(Collected data)

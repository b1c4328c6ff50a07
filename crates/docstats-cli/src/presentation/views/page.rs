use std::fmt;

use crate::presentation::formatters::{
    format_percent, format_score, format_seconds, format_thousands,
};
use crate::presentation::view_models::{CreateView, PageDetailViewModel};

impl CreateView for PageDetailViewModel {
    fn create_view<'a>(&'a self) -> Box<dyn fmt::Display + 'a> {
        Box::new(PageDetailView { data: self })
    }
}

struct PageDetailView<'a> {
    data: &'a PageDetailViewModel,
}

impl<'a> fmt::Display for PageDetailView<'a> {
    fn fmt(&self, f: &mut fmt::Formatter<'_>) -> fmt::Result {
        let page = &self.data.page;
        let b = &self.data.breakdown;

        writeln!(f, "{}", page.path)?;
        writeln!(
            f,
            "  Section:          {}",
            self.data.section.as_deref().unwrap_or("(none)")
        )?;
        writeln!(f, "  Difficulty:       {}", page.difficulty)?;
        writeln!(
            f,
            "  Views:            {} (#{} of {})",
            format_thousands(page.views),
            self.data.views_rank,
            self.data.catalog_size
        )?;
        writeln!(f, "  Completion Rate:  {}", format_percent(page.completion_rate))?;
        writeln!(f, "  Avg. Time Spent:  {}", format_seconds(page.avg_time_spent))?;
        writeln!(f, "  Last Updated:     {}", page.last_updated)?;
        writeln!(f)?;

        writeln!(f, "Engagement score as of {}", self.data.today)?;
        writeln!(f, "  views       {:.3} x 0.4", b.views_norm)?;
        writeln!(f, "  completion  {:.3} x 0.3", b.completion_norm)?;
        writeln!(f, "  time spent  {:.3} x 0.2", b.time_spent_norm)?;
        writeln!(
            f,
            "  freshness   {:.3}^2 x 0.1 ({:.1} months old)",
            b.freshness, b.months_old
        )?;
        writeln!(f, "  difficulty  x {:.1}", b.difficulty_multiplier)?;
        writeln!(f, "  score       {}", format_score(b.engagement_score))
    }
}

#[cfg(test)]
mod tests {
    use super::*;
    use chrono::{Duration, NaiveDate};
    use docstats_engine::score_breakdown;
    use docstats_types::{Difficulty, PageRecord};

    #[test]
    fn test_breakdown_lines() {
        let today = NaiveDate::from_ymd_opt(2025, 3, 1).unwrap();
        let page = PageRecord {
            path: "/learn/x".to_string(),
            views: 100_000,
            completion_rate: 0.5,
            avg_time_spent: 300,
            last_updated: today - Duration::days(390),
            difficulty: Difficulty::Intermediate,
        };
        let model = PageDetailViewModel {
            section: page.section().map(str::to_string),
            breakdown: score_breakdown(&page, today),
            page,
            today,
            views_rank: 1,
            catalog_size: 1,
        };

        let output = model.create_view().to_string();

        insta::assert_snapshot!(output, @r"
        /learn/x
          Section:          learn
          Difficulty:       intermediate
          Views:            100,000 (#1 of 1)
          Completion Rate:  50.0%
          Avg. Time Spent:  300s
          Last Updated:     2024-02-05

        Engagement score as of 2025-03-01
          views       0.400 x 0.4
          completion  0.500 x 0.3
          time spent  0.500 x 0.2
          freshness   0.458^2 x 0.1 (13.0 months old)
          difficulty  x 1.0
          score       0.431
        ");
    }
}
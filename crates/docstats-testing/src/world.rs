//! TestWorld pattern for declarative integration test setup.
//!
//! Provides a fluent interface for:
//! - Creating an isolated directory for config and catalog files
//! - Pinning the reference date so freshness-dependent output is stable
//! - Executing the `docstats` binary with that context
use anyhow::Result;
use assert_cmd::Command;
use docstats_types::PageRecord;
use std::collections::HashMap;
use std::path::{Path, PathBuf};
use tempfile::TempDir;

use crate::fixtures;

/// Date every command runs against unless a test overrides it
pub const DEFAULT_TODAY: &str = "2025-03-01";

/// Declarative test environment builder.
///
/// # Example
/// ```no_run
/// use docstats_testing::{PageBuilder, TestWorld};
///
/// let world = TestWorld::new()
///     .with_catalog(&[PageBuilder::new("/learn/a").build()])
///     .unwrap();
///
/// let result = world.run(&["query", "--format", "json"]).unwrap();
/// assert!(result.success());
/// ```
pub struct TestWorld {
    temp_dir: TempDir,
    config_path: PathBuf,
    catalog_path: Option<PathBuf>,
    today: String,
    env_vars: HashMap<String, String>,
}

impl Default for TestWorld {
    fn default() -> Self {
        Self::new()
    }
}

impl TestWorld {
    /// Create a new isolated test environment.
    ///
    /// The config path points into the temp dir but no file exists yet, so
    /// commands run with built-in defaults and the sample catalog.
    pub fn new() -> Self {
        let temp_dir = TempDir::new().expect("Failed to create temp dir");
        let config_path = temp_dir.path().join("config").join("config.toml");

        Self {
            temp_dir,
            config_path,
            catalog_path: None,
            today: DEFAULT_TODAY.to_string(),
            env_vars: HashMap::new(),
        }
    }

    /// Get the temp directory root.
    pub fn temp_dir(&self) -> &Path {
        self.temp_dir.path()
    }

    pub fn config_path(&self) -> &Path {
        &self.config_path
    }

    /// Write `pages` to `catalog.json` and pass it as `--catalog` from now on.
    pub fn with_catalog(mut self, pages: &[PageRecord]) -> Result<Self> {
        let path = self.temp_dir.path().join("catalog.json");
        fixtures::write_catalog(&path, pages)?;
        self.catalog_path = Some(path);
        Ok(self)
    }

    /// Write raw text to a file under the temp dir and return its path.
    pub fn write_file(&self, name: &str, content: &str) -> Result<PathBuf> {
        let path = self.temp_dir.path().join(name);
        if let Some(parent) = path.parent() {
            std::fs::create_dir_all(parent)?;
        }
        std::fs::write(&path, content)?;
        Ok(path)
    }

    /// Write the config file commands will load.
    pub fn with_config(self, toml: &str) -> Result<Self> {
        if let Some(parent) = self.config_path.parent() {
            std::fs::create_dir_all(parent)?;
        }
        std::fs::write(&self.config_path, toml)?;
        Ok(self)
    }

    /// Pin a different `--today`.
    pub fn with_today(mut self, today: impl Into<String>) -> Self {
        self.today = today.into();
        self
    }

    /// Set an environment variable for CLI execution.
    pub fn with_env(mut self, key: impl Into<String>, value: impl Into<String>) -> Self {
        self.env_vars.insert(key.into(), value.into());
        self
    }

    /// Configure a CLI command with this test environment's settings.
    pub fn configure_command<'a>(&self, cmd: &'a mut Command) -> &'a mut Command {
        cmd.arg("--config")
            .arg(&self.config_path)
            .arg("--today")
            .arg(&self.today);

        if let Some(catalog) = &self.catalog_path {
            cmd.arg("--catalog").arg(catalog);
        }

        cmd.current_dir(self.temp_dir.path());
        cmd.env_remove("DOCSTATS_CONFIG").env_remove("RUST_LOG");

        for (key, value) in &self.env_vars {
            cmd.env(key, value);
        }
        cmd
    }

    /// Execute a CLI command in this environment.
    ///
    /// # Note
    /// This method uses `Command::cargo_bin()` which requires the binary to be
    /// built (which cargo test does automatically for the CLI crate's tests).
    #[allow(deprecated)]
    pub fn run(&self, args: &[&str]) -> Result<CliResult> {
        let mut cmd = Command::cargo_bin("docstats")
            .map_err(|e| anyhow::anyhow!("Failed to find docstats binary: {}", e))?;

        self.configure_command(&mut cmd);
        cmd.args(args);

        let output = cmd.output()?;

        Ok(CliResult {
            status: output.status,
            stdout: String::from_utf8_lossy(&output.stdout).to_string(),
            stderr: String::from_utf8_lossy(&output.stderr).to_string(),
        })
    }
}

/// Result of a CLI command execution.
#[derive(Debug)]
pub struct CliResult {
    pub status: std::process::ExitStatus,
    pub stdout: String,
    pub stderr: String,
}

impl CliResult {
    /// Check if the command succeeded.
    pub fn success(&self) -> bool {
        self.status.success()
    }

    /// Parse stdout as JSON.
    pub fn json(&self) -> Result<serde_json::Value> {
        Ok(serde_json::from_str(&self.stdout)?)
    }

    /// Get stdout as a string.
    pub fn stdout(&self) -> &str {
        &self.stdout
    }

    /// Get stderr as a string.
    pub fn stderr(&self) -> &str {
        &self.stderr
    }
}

• _PROBLEM DESCRIPTION_
Find the line with "self.configure_command(&mut cmd);" in the entries above. Retype it and each line after it, exactly, through the line with "stdout as JSON.", and stop there.

• _SOLUTION TO THIS PROBLEM_
        self.configure_command(&mut cmd);
        cmd.args(args);

        let output = cmd.output()?;

        Ok(CliResult {
            status: output.status,
            stdout: String::from_utf8_lossy(&output.stdout).to_string(),
            stderr: String::from_utf8_lossy(&output.stderr).to_string(),
        })
    }
}

/// Result of a CLI command execution.
#[derive(Debug)]
pub struct CliResult {
    pub status: std::process::ExitStatus,
    pub stdout: String,
    pub stderr: String,
}

impl CliResult {
    /// Check if the command succeeded.
    pub fn success(&self) -> bool {
        self.status.success()
    }

    /// Parse stdout as JSON.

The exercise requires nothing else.